Collected data
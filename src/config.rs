use std::collections::HashMap;
use std::env;
use std::fs;
use std::path::{Path, PathBuf};

use crate::error::{AppError, AppResult};

/// Env file read from the project root. Holds CLERK_SECRET_KEY for
/// production; its absence fails the run.
pub const ENV_FILE: &str = ".env.production.local";

const DEFAULT_DB_NAME: &str = "packzen-db";
const DEFAULT_CLERK_API_BASE: &str = "https://api.clerk.com";

/// Resolved configuration, built once at startup and passed by reference.
/// The process environment is never mutated.
#[derive(Clone, Debug)]
pub struct Config {
    pub clerk_secret_key: String,
    pub clerk_api_base: String,
    pub db_name: String,
    pub wrangler_bin: PathBuf,
}

impl Config {
    /// Loads `.env.production.local` from the project root and resolves all
    /// settings. File values take precedence over the process environment.
    pub fn load(project_root: &Path) -> AppResult<Self> {
        let env_file = project_root.join(ENV_FILE);
        if !env_file.exists() {
            return Err(AppError::Config(format!(
                "{} not found",
                env_file.display()
            )));
        }
        let vars = parse_env_file(&env_file)?;

        let clerk_secret_key = lookup(&vars, "CLERK_SECRET_KEY")
            .filter(|v| !v.is_empty())
            .ok_or_else(|| AppError::Config("CLERK_SECRET_KEY not set".to_string()))?;

        Ok(Config {
            clerk_secret_key,
            clerk_api_base: lookup(&vars, "CLERK_API_BASE")
                .unwrap_or_else(|| DEFAULT_CLERK_API_BASE.to_string()),
            db_name: lookup(&vars, "DB_NAME").unwrap_or_else(|| DEFAULT_DB_NAME.to_string()),
            wrangler_bin: find_wrangler(&vars, project_root),
        })
    }
}

/// Parses a KEY=VALUE env file into a map.
///
/// Blank lines and `#` comments are skipped; each remaining line splits on
/// the first `=` (a line without one yields an empty value); keys and values
/// are trimmed and one layer of matching quotes is stripped from the value.
/// Later duplicates overwrite earlier ones.
pub fn parse_env_file(path: &Path) -> AppResult<HashMap<String, String>> {
    let contents = fs::read_to_string(path)?;
    let mut vars = HashMap::new();
    for line in contents.lines() {
        let line = line.trim();
        if line.is_empty() || line.starts_with('#') {
            continue;
        }
        let (key, value) = match line.split_once('=') {
            Some((key, value)) => (key, value),
            None => (line, ""),
        };
        vars.insert(
            key.trim().to_string(),
            strip_quotes(value.trim()).to_string(),
        );
    }
    Ok(vars)
}

fn strip_quotes(value: &str) -> &str {
    for quote in ['\'', '"'] {
        if value.len() >= 2 && value.starts_with(quote) && value.ends_with(quote) {
            return &value[1..value.len() - 1];
        }
    }
    value
}

fn lookup(vars: &HashMap<String, String>, key: &str) -> Option<String> {
    vars.get(key).cloned().or_else(|| env::var(key).ok())
}

/// Resolves the wrangler binary: WRANGLER_BIN override, else the project's
/// local node_modules install, else whatever `wrangler` is on PATH.
fn find_wrangler(vars: &HashMap<String, String>, project_root: &Path) -> PathBuf {
    if let Some(bin) = lookup(vars, "WRANGLER_BIN") {
        return PathBuf::from(bin);
    }
    let local = project_root
        .join("node_modules")
        .join(".bin")
        .join("wrangler");
    if local.exists() {
        return local;
    }
    PathBuf::from("wrangler")
}

#[cfg(test)]
mod tests {
    use super::*;
    use std::io::Write;

    fn write_env(dir: &Path, contents: &str) -> PathBuf {
        let path = dir.join(ENV_FILE);
        let mut file = fs::File::create(&path).unwrap();
        file.write_all(contents.as_bytes()).unwrap();
        path
    }

    #[test]
    fn test_parse_env_file_basic() {
        let dir = tempfile::tempdir().unwrap();
        let path = write_env(
            dir.path(),
            "# comment\n\nCLERK_SECRET_KEY=sk_live_abc\nDB_NAME = packzen-db \n",
        );

        let vars = parse_env_file(&path).unwrap();
        assert_eq!(vars["CLERK_SECRET_KEY"], "sk_live_abc");
        assert_eq!(vars["DB_NAME"], "packzen-db");
        assert_eq!(vars.len(), 2);
    }

    #[test]
    fn test_parse_env_file_strips_matching_quotes() {
        let dir = tempfile::tempdir().unwrap();
        let path = write_env(
            dir.path(),
            "A=\"double\"\nB='single'\nC=\"mismatched'\nD=\"\"\n",
        );

        let vars = parse_env_file(&path).unwrap();
        assert_eq!(vars["A"], "double");
        assert_eq!(vars["B"], "single");
        assert_eq!(vars["C"], "\"mismatched'");
        assert_eq!(vars["D"], "");
    }

    #[test]
    fn test_parse_env_file_splits_on_first_equals() {
        let dir = tempfile::tempdir().unwrap();
        let path = write_env(dir.path(), "URL=https://x.test/?a=1&b=2\nNOVALUE\n");

        let vars = parse_env_file(&path).unwrap();
        assert_eq!(vars["URL"], "https://x.test/?a=1&b=2");
        assert_eq!(vars["NOVALUE"], "");
    }

    #[test]
    fn test_parse_env_file_last_duplicate_wins() {
        let dir = tempfile::tempdir().unwrap();
        let path = write_env(dir.path(), "KEY=first\nKEY=second\n");

        let vars = parse_env_file(&path).unwrap();
        assert_eq!(vars["KEY"], "second");
    }

    #[test]
    fn test_load_fails_without_env_file() {
        let dir = tempfile::tempdir().unwrap();
        let err = Config::load(dir.path()).unwrap_err();
        assert!(matches!(err, AppError::Config(msg) if msg.contains(ENV_FILE)));
    }

    #[test]
    fn test_load_fails_without_secret_key() {
        let dir = tempfile::tempdir().unwrap();
        write_env(dir.path(), "DB_NAME=other-db\n");

        let err = Config::load(dir.path()).unwrap_err();
        assert!(matches!(err, AppError::Config(msg) if msg.contains("CLERK_SECRET_KEY")));
    }

    #[test]
    fn test_load_applies_defaults() {
        let dir = tempfile::tempdir().unwrap();
        write_env(dir.path(), "CLERK_SECRET_KEY=sk_live_abc\n");

        let config = Config::load(dir.path()).unwrap();
        assert_eq!(config.clerk_secret_key, "sk_live_abc");
        assert_eq!(config.clerk_api_base, "https://api.clerk.com");
        assert_eq!(config.db_name, "packzen-db");
        assert_eq!(config.wrangler_bin, PathBuf::from("wrangler"));
    }

    #[test]
    fn test_wrangler_bin_override() {
        let dir = tempfile::tempdir().unwrap();
        write_env(
            dir.path(),
            "CLERK_SECRET_KEY=sk_live_abc\nWRANGLER_BIN=/opt/bin/wrangler\n",
        );

        let config = Config::load(dir.path()).unwrap();
        assert_eq!(config.wrangler_bin, PathBuf::from("/opt/bin/wrangler"));
    }

    #[test]
    fn test_wrangler_bin_prefers_local_install() {
        let dir = tempfile::tempdir().unwrap();
        write_env(dir.path(), "CLERK_SECRET_KEY=sk_live_abc\n");
        let bin_dir = dir.path().join("node_modules").join(".bin");
        fs::create_dir_all(&bin_dir).unwrap();
        fs::File::create(bin_dir.join("wrangler")).unwrap();

        let config = Config::load(dir.path()).unwrap();
        assert_eq!(config.wrangler_bin, bin_dir.join("wrangler"));
    }
}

What the exercise asks → Write out every line from the records above, word for word.

Solved exercise →
filename src/config.rs
use std::collections::HashMap;
use std::env;
use std::fs;
use std::path::{Path, PathBuf};

use crate::error::{AppError, AppResult};

/// Env file read from the project root. Holds CLERK_SECRET_KEY for
/// production; its absence fails the run.
pub const ENV_FILE: &str = ".env.production.local";

const DEFAULT_DB_NAME: &str = "packzen-db";
const DEFAULT_CLERK_API_BASE: &str = "https://api.clerk.com";

/// Resolved configuration, built once at startup and passed by reference.
/// The process environment is never mutated.
#[derive(Clone, Debug)]
pub struct Config {
    pub clerk_secret_key: String,
    pub clerk_api_base: String,
    pub db_name: String,
    pub wrangler_bin: PathBuf,
}

impl Config {
    /// Loads `.env.production.local` from the project root and resolves all
    /// settings. File values take precedence over the process environment.
    pub fn load(project_root: &Path) -> AppResult<Self> {
        let env_file = project_root.join(ENV_FILE);
        if !env_file.exists() {
            return Err(AppError::Config(format!(
                "{} not found",
                env_file.display()
            )));
        }
        let vars = parse_env_file(&env_file)?;

        let clerk_secret_key = lookup(&vars, "CLERK_SECRET_KEY")
            .filter(|v| !v.is_empty())
            .ok_or_else(|| AppError::Config("CLERK_SECRET_KEY not set".to_string()))?;

        Ok(Config {
            clerk_secret_key,
            clerk_api_base: lookup(&vars, "CLERK_API_BASE")
                .unwrap_or_else(|| DEFAULT_CLERK_API_BASE.to_string()),
            db_name: lookup(&vars, "DB_NAME").unwrap_or_else(|| DEFAULT_DB_NAME.to_string()),
            wrangler_bin: find_wrangler(&vars, project_root),
        })
    }
}

/// Parses a KEY=VALUE env file into a map.
///
/// Blank lines and `#` comments are skipped; each remaining line splits on
/// the first `=` (a line without one yields an empty value); keys and values
/// are trimmed and one layer of matching quotes is stripped from the value.
/// Later duplicates overwrite earlier ones.
pub fn parse_env_file(path: &Path) -> AppResult<HashMap<String, String>> {
    let contents = fs::read_to_string(path)?;
    let mut vars = HashMap::new();
    for line in contents.lines() {
        let line = line.trim();
        if line.is_empty() || line.starts_with('#') {
            continue;
        }
        let (key, value) = match line.split_once('=') {
            Some((key, value)) => (key, value),
            None => (line, ""),
        };
        vars.insert(
            key.trim().to_string(),
            strip_quotes(value.trim()).to_string(),
        );
    }
    Ok(vars)
}

fn strip_quotes(value: &str) -> &str {
    for quote in ['\'', '"'] {
        if value.len() >= 2 && value.starts_with(quote) && value.ends_with(quote) {
            return &value[1..value.len() - 1];
        }
    }
    value
}

fn lookup(vars: &HashMap<String, String>, key: &str) -> Option<String> {
    vars.get(key).cloned().or_else(|| env::var(key).ok())
}

/// Resolves the wrangler binary: WRANGLER_BIN override, else the project's
/// local node_modules install, else whatever `wrangler` is on PATH.
fn find_wrangler(vars: &HashMap<String, String>, project_root: &Path) -> PathBuf {
    if let Some(bin) = lookup(vars, "WRANGLER_BIN") {
        return PathBuf::from(bin);
    }
    let local = project_root
        .join("node_modules")
        .join(".bin")
        .join("wrangler");
    if local.exists() {
        return local;
    }
    PathBuf::from("wrangler")
}

#[cfg(test)]
mod tests {
    use super::*;
    use std::io::Write;

    fn write_env(dir: &Path, contents: &str) -> PathBuf {
        let path = dir.join(ENV_FILE);
        let mut file = fs::File::create(&path).unwrap();
        file.write_all(contents.as_bytes()).unwrap();
        path
    }

    #[test]
    fn test_parse_env_file_basic() {
        let dir = tempfile::tempdir().unwrap();
        let path = write_env(
            dir.path(),
            "# comment\n\nCLERK_SECRET_KEY=sk_live_abc\nDB_NAME = packzen-db \n",
        );

        let vars = parse_env_file(&path).unwrap();
        assert_eq!(vars["CLERK_SECRET_KEY"], "sk_live_abc");
        assert_eq!(vars["DB_NAME"], "packzen-db");
        assert_eq!(vars.len(), 2);
    }

    #[test]
    fn test_parse_env_file_strips_matching_quotes() {
        let dir = tempfile::tempdir().unwrap();
        let path = write_env(
            dir.path(),
            "A=\"double\"\nB='single'\nC=\"mismatched'\nD=\"\"\n",
        );

        let vars = parse_env_file(&path).unwrap();
        assert_eq!(vars["A"], "double");
        assert_eq!(vars["B"], "single");
        assert_eq!(vars["C"], "\"mismatched'");
        assert_eq!(vars["D"], "");
    }

    #[test]
    fn test_parse_env_file_splits_on_first_equals() {
        let dir = tempfile::tempdir().unwrap();
        let path = write_env(dir.path(), "URL=https://x.test/?a=1&b=2\nNOVALUE\n");

        let vars = parse_env_file(&path).unwrap();
        assert_eq!(vars["URL"], "https://x.test/?a=1&b=2");
        assert_eq!(vars["NOVALUE"], "");
    }

    #[test]
    fn test_parse_env_file_last_duplicate_wins() {
        let dir = tempfile::tempdir().unwrap();
        let path = write_env(dir.path(), "KEY=first\nKEY=second\n");

        let vars = parse_env_file(&path).unwrap();
        assert_eq!(vars["KEY"], "second");
    }

    #[test]
    fn test_load_fails_without_env_file() {
        let dir = tempfile::tempdir().unwrap();
        let err = Config::load(dir.path()).unwrap_err();
        assert!(matches!(err, AppError::Config(msg) if msg.contains(ENV_FILE)));
    }

    #[test]
    fn test_load_fails_without_secret_key() {
        let dir = tempfile::tempdir().unwrap();
        write_env(dir.path(), "DB_NAME=other-db\n");

        let err = Config::load(dir.path()).unwrap_err();
        assert!(matches!(err, AppError::Config(msg) if msg.contains("CLERK_SECRET_KEY")));
    }

    #[test]
    fn test_load_applies_defaults() {
        let dir = tempfile::tempdir().unwrap();
        write_env(dir.path(), "CLERK_SECRET_KEY=sk_live_abc\n");

        let config = Config::load(dir.path()).unwrap();
        assert_eq!(config.clerk_secret_key, "sk_live_abc");
        assert_eq!(config.clerk_api_base, "https://api.clerk.com");
        assert_eq!(config.db_name, "packzen-db");
        assert_eq!(config.wrangler_bin, PathBuf::from("wrangler"));
    }

    #[test]
    fn test_wrangler_bin_override() {
        let dir = tempfile::tempdir().unwrap();
        write_env(
            dir.path(),
            "CLERK_SECRET_KEY=sk_live_abc\nWRANGLER_BIN=/opt/bin/wrangler\n",
        );

        let config = Config::load(dir.path()).unwrap();
        assert_eq!(config.wrangler_bin, PathBuf::from("/opt/bin/wrangler"));
    }

    #[test]
    fn test_wrangler_bin_prefers_local_install() {
        let dir = tempfile::tempdir().unwrap();
        write_env(dir.path(), "CLERK_SECRET_KEY=sk_live_abc\n");
        let bin_dir = dir.path().join("node_modules").join(".bin");
        fs::create_dir_all(&bin_dir).unwrap();
        fs::File::create(bin_dir.join("wrangler")).unwrap();

        let config = Config::load(dir.path()).unwrap();
        assert_eq!(config.wrangler_bin, bin_dir.join("wrangler"));
    }
}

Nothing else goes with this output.